*Work instructions*: Return every line of the data below word for word, including the punctuation.
-=-=-
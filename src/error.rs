use std::io;
use std::result;

use thiserror::Error as ThisError;

pub type Result<T> = result::Result<T, Error>;

#[derive(Debug, ThisError)]
#[non_exhaustive]
pub enum ErrorKind {
    #[error("unterminated string literal")]
    UnterminatedString,
    #[error("unexpected character {0:?}")]
    UnexpectedCharacter(char),
    #[error(transparent)]
    Io(#[from] io::Error),
}

/// A lexical failure. `line` is where the offending token started, or where
/// the reader gave out for I/O failures.
#[derive(Debug, ThisError)]
#[error("[line {line}] Error: {message}")]
pub struct Error {
    #[source]
    kind: ErrorKind,
    line: usize,
    message: String,
}

impl Error {
    pub fn unterminated_string(line: usize) -> Error {
        let kind = ErrorKind::UnterminatedString;
        Error { kind, line, message: "Unterminated string literal.".into() }
    }

    pub fn unexpected_character(line: usize, c: char) -> Error {
        let kind = ErrorKind::UnexpectedCharacter(c);
        Error { kind, line, message: format!("Unexpected character {:?}.", c) }
    }

    pub fn io<S: Into<String>>(line: usize, source: io::Error, message: S) -> Error {
        let kind = ErrorKind::Io(source);
        Error { kind, line, message: message.into() }
    }

    pub fn kind(&self) -> &ErrorKind {
        &self.kind
    }

    pub fn line(&self) -> usize {
        self.line
    }

    pub fn is_io_error(&self) -> bool {
        matches!(self.kind(), ErrorKind::Io(_))
    }
}

impl From<Error> for io::Error {
    fn from(e: Error) -> io::Error {
        match e {
            Error { kind: ErrorKind::Io(inner), .. } => inner,
            e => io::Error::new(io::ErrorKind::InvalidData, e),
        }
    }
}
-=-=-
*Answer box*:
filename src/error.rs
use std::io;
use std::result;

use thiserror::Error as ThisError;

pub type Result<T> = result::Result<T, Error>;

#[derive(Debug, ThisError)]
#[non_exhaustive]
pub enum ErrorKind {
    #[error("unterminated string literal")]
    UnterminatedString,
    #[error("unexpected character {0:?}")]
    UnexpectedCharacter(char),
    #[error(transparent)]
    Io(#[from] io::Error),
}

/// A lexical failure. `line` is where the offending token started, or where
/// the reader gave out for I/O failures.
#[derive(Debug, ThisError)]
#[error("[line {line}] Error: {message}")]
pub struct Error {
    #[source]
    kind: ErrorKind,
    line: usize,
    message: String,
}

impl Error {
    pub fn unterminated_string(line: usize) -> Error {
        let kind = ErrorKind::UnterminatedString;
        Error { kind, line, message: "Unterminated string literal.".into() }
    }

    pub fn unexpected_character(line: usize, c: char) -> Error {
        let kind = ErrorKind::UnexpectedCharacter(c);
        Error { kind, line, message: format!("Unexpected character {:?}.", c) }
    }

    pub fn io<S: Into<String>>(line: usize, source: io::Error, message: S) -> Error {
        let kind = ErrorKind::Io(source);
        Error { kind, line, message: message.into() }
    }

    pub fn kind(&self) -> &ErrorKind {
        &self.kind
    }

    pub fn line(&self) -> usize {
        self.line
    }

    pub fn is_io_error(&self) -> bool {
        matches!(self.kind(), ErrorKind::Io(_))
    }
}

impl From<Error> for io::Error {
    fn from(e: Error) -> io::Error {
        match e {
            Error { kind: ErrorKind::Io(inner), .. } => inner,
            e => io::Error::new(io::ErrorKind::InvalidData, e),
        }
    }
}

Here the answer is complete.